Ainda segundo França, esses crimes são difíceis de ser descobertos também porque os suspeitos tendem a ser pessoas de “reputação ilibada”, acima de suspeitas.

“Geralmente os autores de crimes sexuais eles não têm outras passagens pela polícia exatamente porque eles sabem que o crime da pedofilia, falando de uma forma generalizada chamam muito a atenção e são repreendidos pela sociedade”, afirmou.

Prevenção

Para a delegada, só há uma forma de se prevenir o crime de estupro por pessoas próximas ou até mesmo dentro de casa. A confiança e uma conversa aberta sobre o tema costumam ser eficazes para ajudar a criança a entender que ela está sendo vítima de um abuso sexual.

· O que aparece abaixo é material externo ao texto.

use crate::domain::errors::{DomainError, DomainResult};
use std::fmt;

#[derive(Debug, Clone, Copy, PartialEq, Eq, Hash)]
pub struct ArticleId(pub i64);

impl ArticleId {
    pub fn new(id: i64) -> DomainResult<Self> {
        if id <= 0 {
            Err(DomainError::Validation(
                "article id must be positive".into(),
            ))
        } else {
            Ok(Self(id))
        }
    }
}

impl From<ArticleId> for i64 {
    fn from(value: ArticleId) -> Self {
        value.0
    }
}

impl fmt::Display for ArticleId {
    fn fmt(&self, f: &mut fmt::Formatter<'_>) -> fmt::Result {
        write!(f, "{}", self.0)
    }
}

/// Declares a trimmed, non-empty text field of an article.
macro_rules! required_text {
    ($name:ident, $label:literal, $max:expr) => {
        #[derive(Debug, Clone, PartialEq, Eq)]
        pub struct $name(String);

        impl $name {
            pub fn new(value: impl Into<String>) -> DomainResult<Self> {
                let value = value.into().trim().to_string();
                if value.is_empty() {
                    return Err(DomainError::Validation(concat!($label, " cannot be empty").into()));
                }
                if value.chars().count() > $max {
                    return Err(DomainError::Validation(format!(
                        concat!($label, " must be at most {} characters"),
                        $max
                    )));
                }
                Ok(Self(value))
            }

            pub fn as_str(&self) -> &str {
                &self.0
            }

            pub fn into_inner(self) -> String {
                self.0
            }
        }

        impl fmt::Display for $name {
            fn fmt(&self, f: &mut fmt::Formatter<'_>) -> fmt::Result {
                f.write_str(&self.0)
            }
        }

        impl From<$name> for String {
            fn from(value: $name) -> Self {
                value.0
            }
        }
    };
}

required_text!(ArticleTitle, "title", 200);
required_text!(ArticleSummary, "summary", 500);
required_text!(ArticleBody, "body", 100_000);

#[derive(Debug, Clone, PartialEq, Eq)]
pub struct ArticleCategory(String);

impl ArticleCategory {
    pub const DEFAULT: &'static str = "Umum";

    /// Blank input falls back to the default category.
    pub fn new(value: impl Into<String>) -> DomainResult<Self> {
        let value = value.into().trim().to_string();
        if value.is_empty() {
            return Ok(Self::default());
        }
        if value.chars().count() > 100 {
            return Err(DomainError::Validation(
                "category must be at most 100 characters".into(),
            ));
        }
        Ok(Self(value))
    }

    pub fn from_optional(value: Option<String>) -> DomainResult<Self> {
        value.map_or_else(|| Ok(Self::default()), Self::new)
    }

    pub fn as_str(&self) -> &str {
        &self.0
    }

    pub fn into_inner(self) -> String {
        self.0
    }
}

impl Default for ArticleCategory {
    fn default() -> Self {
        Self(Self::DEFAULT.to_string())
    }
}

impl fmt::Display for ArticleCategory {
    fn fmt(&self, f: &mut fmt::Formatter<'_>) -> fmt::Result {
        f.write_str(&self.0)
    }
}

#[derive(Debug, Clone, PartialEq, Eq)]
pub struct ImageUrl(String);

impl ImageUrl {
    /// Returns `None` for blank input so an empty form field means "no image".
    pub fn parse(value: impl Into<String>) -> DomainResult<Option<Self>> {
        let value = value.into().trim().to_string();
        if value.is_empty() {
            return Ok(None);
        }
        if value.chars().any(char::is_whitespace) {
            return Err(DomainError::Validation(
                "image url cannot contain whitespace".into(),
            ));
        }
        if value.len() > 500 {
            return Err(DomainError::Validation(
                "image url must be at most 500 characters".into(),
            ));
        }
        Ok(Some(Self(value)))
    }

    pub fn as_str(&self) -> &str {
        &self.0
    }

    pub fn into_inner(self) -> String {
        self.0
    }
}

/// Free-text note left by a moderator. Empty unless the article was rejected.
#[derive(Debug, Clone, Default, PartialEq, Eq)]
pub struct ModerationReason(String);

impl ModerationReason {
    pub fn new(value: impl Into<String>) -> Self {
        Self(value.into().trim().to_string())
    }

    pub fn none() -> Self {
        Self::default()
    }

    pub fn is_empty(&self) -> bool {
        self.0.is_empty()
    }

    pub fn as_str(&self) -> &str {
        &self.0
    }

    pub fn into_inner(self) -> String {
        self.0
    }
}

“Primeiramente a gente tem que quebrar essa ideia o nosso preconceito de que certos assuntos não devem ser conversados com as crianças, principalmente as crianças pequenas. A gente tem sim que falar sobre todos os assuntos com as crianças”, orientou.

Camargos considera que os pais que não tratam de abuso sexual e sexualidade com as crianças estão dando margens para a ocorrência de crimes sexuais. “Porque o autor de estupro de vulnerável sempre se vale dessa falta de consciência da vítima”, pondera.

Dentre as formas de tratar do tema, ela pondera os cuidados com o próprio corpo. “Explicar desde cedo quem que é a pessoa que tem permissão para tocar no corpo daquela criança, quem que vai poder dar o banho. Na escolinha, o que vai acontecer com ela, o que a professora tem permissão pra fazer ou não. Sempre manter um diálogo muito aberto com ela. Esse é um ótimo caminho”.

Outras prisões

Além dos quatro suspeitos de estupro, outros dois homens foram presos nesta semana. Um, no bairro Primeiro de Maio, na região Norte da cidade, por não pagar a pensão alimentícia da filha de 15 anos e ainda fazer ameaças a adolescente e à esposa, e outro por agredir duas enteadas de seis e oito anos, com a conivência da mãe das vítimas.

Qualquer denúncia de crime contra adolescentes, em Belo Horizonte, pode ser feita pelo telefone 181 da Polícia Civil ou pessoalmente na avenida Olegário Maciel, 515, no centro da cidade, onde funciona o Centro Integrado de Defesa da Criança e Adolescente.